Los indicadores económicos que condicionarán al próximo gobierno de Colombia
Crecimiento, inflación, empleo, deuda, petróleo y déficit fiscal forman parte de las principales variables que acompañarán la transición presidencial y la agenda económica de los próximos años.
El próximo gobierno de Colombia asumirá la conducción del país en un contexto económico caracterizado por una combinación de crecimiento moderado, inflación por encima de la meta del banco central, elevados compromisos fiscales y un mercado laboral que continúa mostrando señales de recuperación. Tras la primera vuelta presidencial, distintos indicadores permiten observar las condiciones económicas que acompañarán la próxima administración.
Las cifras más recientes muestran avances en algunas variables, mientras que otras continúan planteando desafíos para la actividad productiva, la inversión y las finanzas públicas.
Crecimiento económico impulsado por consumo y servicios
La economía colombiana registró un crecimiento de 2,2% durante el primer trimestre de 2026, según datos oficiales. El desempeño estuvo impulsado principalmente por actividades vinculadas al comercio, los servicios y la administración pública.
Sin embargo, algunos sectores productivos presentaron una evolución más moderada. Entre ellos figuran la construcción, las actividades extractivas y parte del sector agropecuario, que registró una contracción durante los primeros meses del año.

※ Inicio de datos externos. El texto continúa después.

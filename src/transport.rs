//! Persistent streaming transport.
//!
//! Owns the long-lived stream socket and its connect/redirect/reconnect
//! state machine: `Disconnected -> Connecting -> Streaming -> Disconnected`,
//! no other cycle. Failures never propagate past this module; everything
//! degrades to `Disconnected` and a backoff-timed retry on a later tick.
//!
//! While streaming, bytes are drained inside a short poll window so a tick
//! returns promptly when the line is idle. Once a `data:` marker completes,
//! the dispatcher reads the rest of that update directly off the socket
//! (an update that straddles packets blocks until its bytes arrive, like
//! the connect handshake).

use crate::bounded::BoundedBuf;
use crate::connector::{Connector, StreamSocket};
use crate::dispatch::Dispatcher;
use crate::error::{ClientError, Result};
use crate::scan::{self, CopyEnd};
use crate::session::SessionProvider;
use bytes::BytesMut;
use chrono::Utc;
use std::time::Duration;
use tokio::io::{AsyncWriteExt, BufReader};
use tokio::time::{timeout, Instant};
use tracing::{debug, info, warn};

const EVENT_MARKER: &[u8] = b"event:";
const DATA_MARKER: &[u8] = b"data:";

/// Server-sent event names that invalidate the session: the stream is torn
/// down immediately and not resumed until a reconnect succeeds.
const CANCEL_EVENT: &str = "cancel";
const AUTH_REVOKED_EVENT: &str = "auth_revoked";

const EVENT_NAME_MAX: usize = 64;
const STATUS_LINE_MAX: usize = 128;
const LOCATION_MAX: usize = 256;
const MAX_HEADER_LINES: usize = 64;

/// How long one streaming tick waits for further queued bytes before
/// yielding back to the driver loop.
const POLL_WINDOW: Duration = Duration::from_millis(10);

#[derive(Debug, Clone, Copy, PartialEq, Eq)]
pub enum SocketState {
    Disconnected,
    Connecting,
    Streaming,
}

pub struct StreamTransport {
    host: String,
    path: String,
    started: bool,
    uid_substituted: bool,
    state: SocketState,
    socket: Option<BufReader<Box<dyn StreamSocket>>>,
    last_connection_attempt: Option<Instant>,
    last_update: Option<Instant>,
    update_interval: Duration,
    reconnect_backoff: Duration,
    max_redirects: usize,
    // Rolling SSE marker matches, persisted across ticks so a marker split
    // over two reads still completes.
    event_progress: usize,
    data_progress: usize,
}

impl StreamTransport {
    pub fn new(
        host: impl Into<String>,
        path: impl Into<String>,
        update_interval: Duration,
        reconnect_backoff: Duration,
        max_redirects: usize,
    ) -> Self {
        let mut path = path.into();
        if !path.ends_with(".json") {
            path.push_str(".json");
        }
        Self {
            host: host.into(),
            path,
            started: false,
            uid_substituted: false,
            state: SocketState::Disconnected,
            socket: None,
            last_connection_attempt: None,
            last_update: None,
            update_interval,
            reconnect_backoff,
            max_redirects,
            event_progress: 0,
            data_progress: 0,
        }
    }

    /// Mark the transport eligible to connect. Does not connect
    /// synchronously; idempotent.
    pub fn start(&mut self) {
        if self.started {
            return;
        }
        self.started = true;
        self.last_connection_attempt = None;
    }

    /// Tear down the socket and return to `Disconnected`. Idempotent, safe
    /// at any time.
    pub fn stop(&mut self) {
        if !self.started {
            return;
        }
        self.started = false;
        self.set_disconnected();
    }

    pub fn state(&self) -> SocketState {
        self.state
    }

    pub fn is_streaming(&self) -> bool {
        self.state == SocketState::Streaming
    }

    /// Subscribe path, after any `$uid` substitution so far.
    pub fn path(&self) -> &str {
        &self.path
    }

    /// Whether the session identity has been folded into the path. Outbound
    /// requests must not go out against a template path.
    pub fn identity_resolved(&self) -> bool {
        self.uid_substituted
    }

    /// One cooperative pass: substitute the session identity into the path
    /// the first time it becomes available, drain queued stream bytes when
    /// streaming, or attempt a (re)connect when the backoff has elapsed.
    pub async fn tick<S: SessionProvider>(
        &mut self,
        connector: &mut dyn Connector,
        session: &S,
        dispatcher: &mut Dispatcher<'_>,
    ) {
        if !self.started || !session.ready() {
            return;
        }

        if !self.uid_substituted {
            if let Some(uid) = session.user_uid() {
                if self.path.contains("$uid") {
                    self.path = self.path.replace("$uid", uid);
                }
                self.uid_substituted = true;
            }
            return;
        }

        match self.state {
            SocketState::Streaming => {
                let due = self
                    .last_update
                    .map_or(true, |t| t.elapsed() >= self.update_interval);
                if due {
                    self.handle_update(dispatcher).await;
                    self.last_update = Some(Instant::now());
                }
            }
            _ => {
                let due = self
                    .last_connection_attempt
                    .map_or(true, |t| t.elapsed() >= self.reconnect_backoff);
                if due {
                    debug!(path = %self.path, "stream disconnected, trying to connect");
                    match self.connect(connector, session).await {
                        Ok(()) => {
                            info!(host = %self.host, "stream connected");
                            dispatcher.channels.note_reconnected();
                        }
                        Err(e) => {
                            warn!(error = %e, "stream connect failed, retrying after backoff");
                            self.set_disconnected();
                        }
                    }
                    self.last_connection_attempt = Some(Instant::now());
                }
            }
        }
    }

    /// Open the stream: GET with `Accept: text/event-stream`, following up
    /// to `max_redirects` HTTPS redirects, validating the status line.
    async fn connect<S: SessionProvider>(
        &mut self,
        connector: &mut dyn Connector,
        session: &S,
    ) -> Result<()> {
        self.state = SocketState::Connecting;
        let mut host = self.host.clone();
        let mut path = self.path.clone();

        for _ in 0..=self.max_redirects {
            let mut socket = connector
                .connect(&host)
                .await
                .map_err(|e| ClientError::Transport(format!("connect to {host} failed: {e}")))?;
            let request = build_stream_request(&host, &path, session.credential());
            socket.write_all(&request).await?;

            let mut reader = BufReader::new(socket);
            let mut line = BoundedBuf::new(STATUS_LINE_MAX);
            if scan::read_line(&mut reader, &mut line).await? != CopyEnd::Terminator {
                return Err(ClientError::Transport("missing status line".to_string()));
            }
            let status = parse_status(line.as_str().unwrap_or(""))?;

            // Read header lines up to the blank separator, remembering a
            // `location:` header (case-insensitively) in case this is a
            // redirect. The body after the separator is the event stream.
            let mut location: Option<String> = None;
            let mut header = BoundedBuf::new(LOCATION_MAX);
            for _ in 0..MAX_HEADER_LINES {
                header.clear();
                match scan::read_line(&mut reader, &mut header).await? {
                    CopyEnd::Eof => {
                        return Err(ClientError::Transport(
                            "stream closed before headers ended".to_string(),
                        ))
                    }
                    CopyEnd::Capacity => {
                        // Oversized header; drop its tail and keep the
                        // bounded prefix for the location check.
                        if !scan::find(&mut reader, "\n", false).await? {
                            return Err(ClientError::Transport(
                                "stream closed inside header".to_string(),
                            ));
                        }
                    }
                    CopyEnd::Terminator => {}
                }
                if header.is_empty() {
                    break;
                }
                let text = header.as_str().unwrap_or("");
                if location.is_none() {
                    if let Some(rest) = strip_prefix_ci(text, "location:") {
                        location = Some(rest.trim().to_string());
                    }
                }
            }

            if (300..400).contains(&status) {
                let target = location.ok_or_else(|| {
                    ClientError::Transport(format!(
                        "redirect status {status} without location header"
                    ))
                })?;
                let rest = target.strip_prefix("https://").ok_or_else(|| {
                    ClientError::Transport(format!("redirect target is not https: {target}"))
                })?;
                (host, path) = match rest.split_once('/') {
                    Some((h, p)) => (h.to_string(), format!("/{p}")),
                    None => (rest.to_string(), "/".to_string()),
                };
                debug!(host = %host, path = %path, "following stream redirect");
                continue;
            }

            if !(200..300).contains(&status) {
                return Err(ClientError::Transport(format!(
                    "stream connect returned status {status}"
                )));
            }

            self.socket = Some(reader);
            self.state = SocketState::Streaming;
            self.event_progress = 0;
            self.data_progress = 0;
            self.last_update = None;
            return Ok(());
        }

        Err(ClientError::Transport(format!(
            "redirect limit of {} exceeded",
            self.max_redirects
        )))
    }

    /// Drain queued stream bytes, tracking `event:` and `data:` markers.
    async fn handle_update(&mut self, dispatcher: &mut Dispatcher<'_>) {
        let Some(mut reader) = self.socket.take() else {
            self.set_disconnected();
            return;
        };

        loop {
            let b = match timeout(POLL_WINDOW, scan::read_byte(&mut reader)).await {
                // No further bytes queued; yield back to the driver.
                Err(_) => break,
                Ok(Err(e)) => {
                    warn!(error = %e, "stream read failed, disconnecting");
                    self.set_disconnected();
                    return;
                }
                Ok(Ok(None)) => {
                    debug!("stream closed by server");
                    self.set_disconnected();
                    return;
                }
                Ok(Ok(Some(b))) => b,
            };
            let c = b.to_ascii_lowercase();

            if c == EVENT_MARKER[self.event_progress] {
                self.event_progress += 1;
            } else {
                self.event_progress = 0;
            }
            if self.event_progress == EVENT_MARKER.len() {
                self.event_progress = 0;
                let mut name = BoundedBuf::new(EVENT_NAME_MAX);
                if scan::read_line(&mut reader, &mut name).await.is_err() {
                    self.set_disconnected();
                    return;
                }
                let name = name.as_str().unwrap_or("").trim_start();
                debug!(event = name, "stream event");
                if name == CANCEL_EVENT || name == AUTH_REVOKED_EVENT {
                    info!(event = name, "session revoked by server, disconnecting stream");
                    self.set_disconnected();
                    return;
                }
                continue;
            }

            if c == DATA_MARKER[self.data_progress] {
                self.data_progress += 1;
            } else {
                self.data_progress = 0;
            }
            if self.data_progress == DATA_MARKER.len() {
                self.data_progress = 0;
                match dispatcher.dispatch(&mut reader, Utc::now()).await {
                    Ok(_) => {}
                    Err(e) => {
                        warn!(error = %e, "stream update failed mid-parse, disconnecting");
                        self.set_disconnected();
                        return;
                    }
                }
            }
        }

        self.socket = Some(reader);
    }

    fn set_disconnected(&mut self) {
        self.socket = None;
        self.state = SocketState::Disconnected;
        self.event_progress = 0;
        self.data_progress = 0;
    }
}

fn build_stream_request(host: &str, path: &str, credential: Option<&str>) -> BytesMut {
    let mut buf = BytesMut::with_capacity(256);
    buf.extend_from_slice(b"GET ");
    buf.extend_from_slice(path.as_bytes());
    if let Some(token) = credential {
        buf.extend_from_slice(b"?auth=");
        buf.extend_from_slice(token.as_bytes());
    }
    buf.extend_from_slice(b" HTTP/1.1\r\n");
    buf.extend_from_slice(b"Host: ");
    buf.extend_from_slice(host.as_bytes());
    buf.extend_from_slice(b"\r\n");
    buf.extend_from_slice(b"Accept: text/event-stream\r\n");
    buf.extend_from_slice(b"Connection: keep-alive\r\n");
    buf.extend_from_slice(b"\r\n");
    buf
}

fn strip_prefix_ci<'a>(line: &'a str, prefix: &str) -> Option<&'a str> {
    let head = line.get(..prefix.len())?;
    head.eq_ignore_ascii_case(prefix).then(|| &line[prefix.len()..])
}

pub(crate) fn parse_status(line: &str) -> Result<u16> {
    line.split_whitespace()
        .nth(1)
        .and_then(|s| s.parse().ok())
        .ok_or_else(|| ClientError::Transport(format!("malformed status line: {line:?}")))
}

Los analistas coinciden en que la evolución de la inversión será una de las variables más observadas durante los próximos años, debido a su influencia sobre el crecimiento económico de mediano plazo.
Asimismo, las remesas continúan desempeñando un papel relevante en la economía nacional. Durante 2025 superaron los US$13.000 millones, consolidándose como una de las principales fuentes de ingreso de divisas para el país.
Inflación, tasas de interés y situación fiscal
La inflación anual se ubicó en 5,68% en abril de 2026, por encima del rango objetivo establecido por el Banco de la República. Las expectativas de mercado proyectan que el indicador podría cerrar el año cerca de 6%.
En respuesta al comportamiento de los precios, el banco central elevó su tasa de interés de referencia hasta 11,25%, manteniendo una política monetaria orientada a contener las presiones inflacionarias.
Otro de los indicadores que concentrará la atención de la próxima administración es el resultado fiscal. El déficit fiscal cerró 2025 en 6,4% del Producto Interno Bruto (PIB), mientras que la deuda externa se mantiene alrededor de 55% del PIB, según los datos disponibles.
Por su parte, el mercado laboral mostró una evolución favorable. La tasa de desempleo alcanzó 8,8% en abril, el nivel más bajo para ese mes en más de dos décadas. No obstante, la informalidad continúa representando una proporción significativa del empleo total.
El comportamiento del petróleo Brent también será una variable relevante para la economía colombiana. Los precios internacionales del crudo se han mantenido en niveles superiores a los observados a finales de 2025, favorecidos por factores geopolíticos y por la evolución de la oferta y demanda global.
De esta manera, el próximo gobierno iniciará su gestión en un escenario económico donde coexistirán variables favorables, como el crecimiento y la recuperación del empleo, junto con desafíos relacionados con la inflación, las tasas de interés, la deuda pública y la sostenibilidad fiscal. La evolución de estos indicadores marcará buena parte de la agenda económica durante los próximos cuatro años.